Evaluation of anesthesiologists’ knowledge about occupational health: Pilot study

Daniel Dongiu Kim 1,, Aldemar Kimura Jr 1, Dayanne Karla Lopes Pontes 1, Maycon Luiz Silva Oliveira 1, Debora Oliveira Cumino 1
PMCID: PMC6300909  PMID: 30567562

Abstract

Background

An anesthesiologists’ work presents with numerous occupational risks owing to the large amount of time spent inside the operating room where constant noise, anesthetic vapors, ionizing radiation, infectious agents, and psychological stress are present. Herein, we evaluated anesthesiologists’ knowledge about occupational health.

Methods

A cross-sectional study was conducted to assess 158 anesthesiologists from a tertiary hospital on their knowledge about occupational health using a structured questionnaire.

Results

The survey revealed a lack of knowledge on the forms of prevention of occupational accidents (74.6% did not know how to act in case of a fire during surgery, 56% failed to identify the post-anesthesia care unit as the place with the highest contamination by inhalation anesthetics, and 42.7% failed to identify all personal protective equipment) and a surprisingly high rate of lack of observance of preventive measures (30.3% washed their hands before touching every patient, 52.5% did not use gloves during intravenous access, and 88.6% used protective equipment against ionizing radiation).

Conclusions

Despite improvements in safety standards in healthcare facilities, our research showed lack of knowledge about major topics on occupational health by physicians. Improving safety awareness is an important goal of training programs and continued medical education.
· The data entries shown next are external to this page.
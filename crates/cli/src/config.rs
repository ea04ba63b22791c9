// SPDX-License-Identifier: MIT
// Copyright (c) 2026 The chatwatch authors

//! Configuration parsing and discovery.
//!
//! Handles chatwatch.toml parsing with version validation and unknown
//! top-level key warnings. Unknown keys inside known sections are
//! rejected outright (typo safety); unknown top-level sections only
//! warn so configs stay forward-compatible.

use std::collections::BTreeMap;
use std::path::{Path, PathBuf};

use serde::Deserialize;

use crate::engine::DEFAULT_MIN_TOKEN_LEN;
use crate::error::{Error, Result};

/// Config file name searched for in the working directory and its
/// ancestors.
pub const CONFIG_FILE_NAME: &str = "chatwatch.toml";

/// Template written by `chatwatch init`.
pub const DEFAULT_TEMPLATE: &str = r#"version = 1

[match]
# Tokens shorter than this are ignored unless they are all digits.
min_token_len = 2

[watch]
# Phrases to watch for. A phrase matches when every word in it occurs
# in the message (any order, abbreviations accepted). Wrap a phrase in
# % for raw substring matching: "%ing now%".
phrases = []
"#;

/// Config with flexible parsing that captures unknown keys.
#[derive(Deserialize)]
struct FlexibleConfig {
    version: i64,

    // Known sections listed so they stay out of `unknown`.
    #[serde(default, rename = "match")]
    _matching: Option<toml::Value>,

    #[serde(default, rename = "watch")]
    _watch: Option<toml::Value>,

    #[serde(flatten)]
    unknown: BTreeMap<String, toml::Value>,
}

/// Full configuration.
#[derive(Debug, Deserialize)]
pub struct Config {
    /// Config file version (must be 1).
    pub version: i64,

    /// Matching parameters.
    #[serde(default, rename = "match")]
    pub matching: MatchConfig,

    /// Watch list contents.
    #[serde(default)]
    pub watch: WatchConfig,
}

impl Default for Config {
    fn default() -> Self {
        Self {
            version: 1,
            matching: MatchConfig::default(),
            watch: WatchConfig::default(),
        }
    }
}

/// Matching parameters.
#[derive(Debug, Clone, Deserialize)]
#[serde(default, deny_unknown_fields)]
pub struct MatchConfig {
    /// Minimum token length; shorter non-numeric tokens are dropped.
    pub min_token_len: usize,
}

impl Default for MatchConfig {
    fn default() -> Self {
        Self {
            min_token_len: DEFAULT_MIN_TOKEN_LEN,
        }
    }
}

/// Watch list configuration.
#[derive(Debug, Clone, Default, Deserialize)]
#[serde(default, deny_unknown_fields)]
pub struct WatchConfig {
    /// Phrases in display order.
    pub phrases: Vec<String>,
}

/// Load a config file, warning about unknown top-level keys.
pub fn load(path: &Path) -> Result<Config> {
    let raw = std::fs::read_to_string(path).map_err(|e| Error::Io {
        path: path.to_path_buf(),
        source: e,
    })?;
    parse(&raw, path)
}

fn parse(raw: &str, path: &Path) -> Result<Config> {
    let config_error = |message: String| Error::Config {
        message,
        path: Some(path.to_path_buf()),
    };

    let flexible: FlexibleConfig =
        toml::from_str(raw).map_err(|e| config_error(e.message().to_string()))?;

    if flexible.version != 1 {
        return Err(config_error(format!(
            "unsupported config version {} (expected 1)",
            flexible.version
        )));
    }
    for key in flexible.unknown.keys() {
        tracing::warn!("unknown config key `{key}` in {}", path.display());
    }

    toml::from_str(raw).map_err(|e| config_error(e.message().to_string()))
}

/// Find the nearest config file, walking up from `start`.
pub fn find_config(start: &Path) -> Option<PathBuf> {
    start
        .ancestors()
        .map(|dir| dir.join(CONFIG_FILE_NAME))
        .find(|candidate| candidate.is_file())
}

/// Resolve configuration for a command.
///
/// An explicit path (flag or env var) wins; otherwise the nearest
/// discovered file; otherwise built-in defaults.
pub fn resolve(explicit: Option<&Path>) -> Result<Config> {
    if let Some(path) = explicit {
        return load(path);
    }
    let cwd = std::env::current_dir()
        .map_err(|e| Error::Internal(format!("cannot determine working directory: {e}")))?;
    match find_config(&cwd) {
        Some(path) => {
            tracing::debug!("loading config from {}", path.display());
            load(&path)
        }
        None => Ok(Config::default()),
    }
}

#[cfg(test)]
#[path = "config_tests.rs"]
mod tests;
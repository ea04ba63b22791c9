//! Compiled phrase matchers.
//!
//! A phrase compiles into one of two modes:
//! - `%substring%` -> literal containment anywhere in the message,
//!   no boundary anchoring (the power-user escape hatch);
//! - anything else -> a token set, where every token must occur as a
//!   whole word or registered alias prefix, in any order.
//!
//! Word boundaries are decided by explicit byte-class comparison
//! (word vs non-word) rather than a pattern-engine construct, so the
//! semantics hold for any haystack byte. Haystacks are lowercased
//! plain text padded with one space on each side; the padding puts
//! the true start and end of content on boundaries.

use memchr::memmem;

use super::alias::AliasTable;
use super::tokenize::tokenize;

/// True for bytes that belong to a word.
fn is_word_byte(b: u8) -> bool {
    b.is_ascii_alphanumeric() || b == b'_'
}

/// Whether `word` occurs in `haystack` bounded by non-word bytes (or
/// the string edge) on both sides.
///
/// `haystack` must already be lowercased; `word` must be lowercase.
pub fn matches_whole_word(haystack: &str, word: &str) -> bool {
    if word.is_empty() {
        return false;
    }
    let hay = haystack.as_bytes();
    memmem::find_iter(hay, word.as_bytes()).any(|at| {
        let start_ok = at
            .checked_sub(1)
            .map(|i| hay[i])
            .is_none_or(|b| !is_word_byte(b));
        let end_ok = hay
            .get(at + word.len())
            .copied()
            .is_none_or(|b| !is_word_byte(b));
        start_ok && end_ok
    })
}

/// Whether `alias` occurs in `haystack` starting at a word boundary.
///
/// Trailing word characters are allowed: the alias is a prefix of a
/// whole word, which includes the whole word itself.
fn matches_word_prefix(haystack: &str, alias: &str) -> bool {
    if alias.is_empty() {
        return false;
    }
    let hay = haystack.as_bytes();
    memmem::find_iter(hay, alias.as_bytes()).any(|at| {
        at.checked_sub(1)
            .map(|i| hay[i])
            .is_none_or(|b| !is_word_byte(b))
    })
}

/// Whether `token` occurs as a whole word, or any of its registered
/// aliases occurs as a word prefix. The first matching alias wins.
pub fn matches_token_or_alias(haystack: &str, token: &str, aliases: &AliasTable) -> bool {
    if matches_whole_word(haystack, token) {
        return true;
    }
    aliases
        .aliases_for(token)
        .iter()
        .any(|alias| matches_word_prefix(haystack, alias))
}

/// A phrase compiled for repeated matching.
#[derive(Debug)]
pub enum CompiledPhrase {
    /// `%substring%` form: raw containment.
    Literal(LiteralMatcher),
    /// Default form: order-independent token AND.
    Tokens(TokenSetMatcher),
}

/// Substring matcher backed by a precomputed `memmem` finder.
#[derive(Debug)]
pub struct LiteralMatcher {
    needle: String,
    finder: memmem::Finder<'static>,
}

/// Token-set matcher: every token must be present.
#[derive(Debug)]
pub struct TokenSetMatcher {
    tokens: Vec<String>,
}

impl CompiledPhrase {
    /// Compile a phrase, or `None` when it can never match.
    ///
    /// Literal mode applies when the trimmed phrase starts and ends
    /// with `%` and is at least three characters long; the interior
    /// (lowercased) becomes the needle. Everything else tokenizes,
    /// and a phrase with no surviving tokens compiles to `None`.
    pub fn compile(phrase: &str, min_token_len: usize) -> Option<Self> {
        let p = phrase.trim();
        if p.is_empty() {
            return None;
        }
        if p.len() >= 3 && p.starts_with('%') && p.ends_with('%') {
            let needle = p[1..p.len() - 1].to_ascii_lowercase();
            return Some(Self::Literal(LiteralMatcher::new(needle)));
        }
        let tokens = tokenize(p, min_token_len);
        if tokens.is_empty() {
            return None;
        }
        Some(Self::Tokens(TokenSetMatcher { tokens }))
    }

    /// Match against a lowercased, space-padded haystack.
    pub fn matches(&self, haystack: &str, aliases: &AliasTable) -> bool {
        match self {
            Self::Literal(m) => m.matches(haystack),
            Self::Tokens(m) => m.matches(haystack, aliases),
        }
    }
}

impl LiteralMatcher {
    fn new(needle: String) -> Self {
        let finder = memmem::Finder::new(needle.as_bytes()).into_owned();
        Self { needle, finder }
    }

    /// The lowercased substring this matcher searches for.
    pub fn needle(&self) -> &str {
        &self.needle
    }

    fn matches(&self, haystack: &str) -> bool {
        self.finder.find(haystack.as_bytes()).is_some()
    }
}

impl TokenSetMatcher {
    /// The normalized tokens, in phrase order.
    pub fn tokens(&self) -> &[String] {
        &self.tokens
    }

    fn matches(&self, haystack: &str, aliases: &AliasTable) -> bool {
        self.tokens
            .iter()
            .all(|token| matches_token_or_alias(haystack, token, aliases))
    }
}

#[cfg(test)]
#[path = "matcher_tests.rs"]
mod tests;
Electronic supplementary material

The online version of this article (10.1186/s12871-018-0661-y) contains supplementary material, which is available to authorized users.
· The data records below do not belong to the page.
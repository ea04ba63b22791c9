//! Init command implementation.

use std::path::Path;

use chatwatch::cli::InitArgs;
use chatwatch::config::{CONFIG_FILE_NAME, DEFAULT_TEMPLATE};
use chatwatch::error::{Error, ExitCode};

/// Write the default config file into the working directory.
pub fn run(args: &InitArgs) -> anyhow::Result<ExitCode> {
    let path = Path::new(CONFIG_FILE_NAME);

    if path.exists() && !args.force {
        eprintln!("chatwatch: {CONFIG_FILE_NAME} already exists (use --force to overwrite)");
        return Ok(ExitCode::ConfigError);
    }

    std::fs::write(path, DEFAULT_TEMPLATE).map_err(|e| Error::Io {
        path: path.to_path_buf(),
        source: e,
    })?;
    println!("Wrote {CONFIG_FILE_NAME}");
    Ok(ExitCode::Success)
}
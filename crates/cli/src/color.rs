// SPDX-License-Identifier: MIT
// Copyright (c) 2026 The chatwatch authors

//! Color detection and terminal styling.
//!
//! Resolution order:
//! 1. NO_COLOR env var -> no color
//! 2. COLOR env var -> color
//! 3. default:
//!    - if stdout is not a TTY -> no color
//!    - if an agent/CI env var is set -> no color
//!    - else auto

use std::io::IsTerminal;
use termcolor::ColorChoice;

/// Resolve color choice from environment variables.
///
/// Per [no-color.org](https://no-color.org/), `NO_COLOR` set to any
/// value (including empty) disables color. `COLOR` follows the same
/// convention for forcing color output.
pub fn resolve_color() -> ColorChoice {
    if std::env::var_os("NO_COLOR").is_some() {
        return ColorChoice::Never;
    }
    if std::env::var_os("COLOR").is_some() {
        return ColorChoice::Always;
    }
    if !std::io::stdout().is_terminal() {
        return ColorChoice::Never;
    }
    if is_agent_environment() {
        return ColorChoice::Never;
    }
    ColorChoice::Auto
}

/// Check if running in an AI agent or CI environment.
fn is_agent_environment() -> bool {
    std::env::var_os("CLAUDE_CODE").is_some()
        || std::env::var_os("CODEX").is_some()
        || std::env::var_os("CURSOR").is_some()
        || std::env::var_os("CI").is_some()
}

/// Color scheme for event output.
pub mod scheme {
    use termcolor::{Color, ColorSpec};

    /// Yellow timestamp.
    pub fn timestamp() -> ColorSpec {
        let mut spec = ColorSpec::new();
        spec.set_fg(Some(Color::Yellow));
        spec
    }

    /// Green bold matched phrase.
    pub fn phrase() -> ColorSpec {
        let mut spec = ColorSpec::new();
        spec.set_fg(Some(Color::Green)).set_bold(true);
        spec
    }

    /// Cyan phrase index.
    pub fn index() -> ColorSpec {
        let mut spec = ColorSpec::new();
        spec.set_fg(Some(Color::Cyan));
        spec
    }

    /// Default (no color) for message text.
    pub fn message() -> ColorSpec {
        ColorSpec::new()
    }
}

#[cfg(test)]
#[path = "color_tests.rs"]
mod tests;
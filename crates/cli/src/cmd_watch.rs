// SPDX-License-Identifier: MIT
// Copyright (c) 2026 The chatwatch authors

//! Watch command implementation: stream stdin, emit match events.

use std::io::BufRead;

use anyhow::Context;

use chatwatch::cli::{Cli, OutputFormat, WatchArgs};
use chatwatch::config;
use chatwatch::engine::default_aliases;
use chatwatch::error::ExitCode;
use chatwatch::event::MatchEvent;
use chatwatch::markup::strip_markup;
use chatwatch::output::{JsonFormatter, TextFormatter};
use chatwatch::watchlist::WatchList;

/// Run the watch command.
pub fn run(cli: &Cli, args: &WatchArgs) -> anyhow::Result<ExitCode> {
    let config = config::resolve(cli.config.as_deref())?;
    let min_token_len = args.min_token_len.unwrap_or(config.matching.min_token_len);

    let mut list = WatchList::from_phrases(
        config.watch.phrases.iter().map(String::as_str),
        min_token_len,
    );
    for phrase in &args.phrase {
        if let Err(err) = list.add(phrase) {
            tracing::warn!("skipping --phrase argument: {err}");
        }
    }
    if list.is_empty() {
        eprintln!("chatwatch: no watch phrases configured");
        eprintln!("  Add phrases under [watch] in chatwatch.toml or pass --phrase.");
        return Ok(ExitCode::ConfigError);
    }
    tracing::debug!(phrases = list.len(), min_token_len, "watching stdin");

    let aliases = default_aliases();
    let mut text_out = (args.output == OutputFormat::Text)
        .then(|| TextFormatter::stdout(args.color_choice()));
    let mut json_out = (args.output == OutputFormat::Json).then(JsonFormatter::stdout);

    let stdin = std::io::stdin();
    let mut hits = 0usize;
    for line in stdin.lock().lines() {
        let line = line.context("reading stdin")?;
        let plain = strip_markup(&line);
        let indices = list.matches_plain(&plain, aliases);
        if indices.is_empty() {
            continue;
        }
        let event = MatchEvent::from_indices(plain, &list, &indices);
        if let Some(out) = text_out.as_mut() {
            out.write_event(&event).context("writing event")?;
        }
        if let Some(out) = json_out.as_mut() {
            out.write_event(&event).context("writing event")?;
        }
        hits += 1;
    }

    tracing::debug!(hits, "stream ended");
    Ok(ExitCode::Success)
}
Keywords: Occupational health, Anesthesiology, Occupational risk, Risk management, Safety management

Background

Studies on occupational health focus on the interaction between work and health-disease processes to reduce inherent hazardous conditions involving physical, psychological, and social risks at work places, improve employee performance, and preserve their capacity for work [13].

Healthcare workers are at a disadvantage because, historically, they are not considered to be at a high risk for occupational accidents and diseases. However, studies on the health and disease processes of these workers revealed alarming data on the exposure of these professionals to risk factors affecting their physical and mental integrity [4, 5]. Additionally, the increasing demand for healthcare services worldwide have weakened labor relations further, particularly in terms of worker training and supervision [6].

Anesthesiology is associated with risks because the professional practice mainly occurs within the operating room, where there is continuous noise pollution, chemical fumes, ionizing radiation, infectious agents, and high psychological stress level exposures. With the increasingly precarious work relationship associated with the lack of knowledge of occupational hazards, anesthesiologists become vulnerable; therefore, knowledge of occupational hazards and means of prevention are important for safeguarding workers’ health [7, 8].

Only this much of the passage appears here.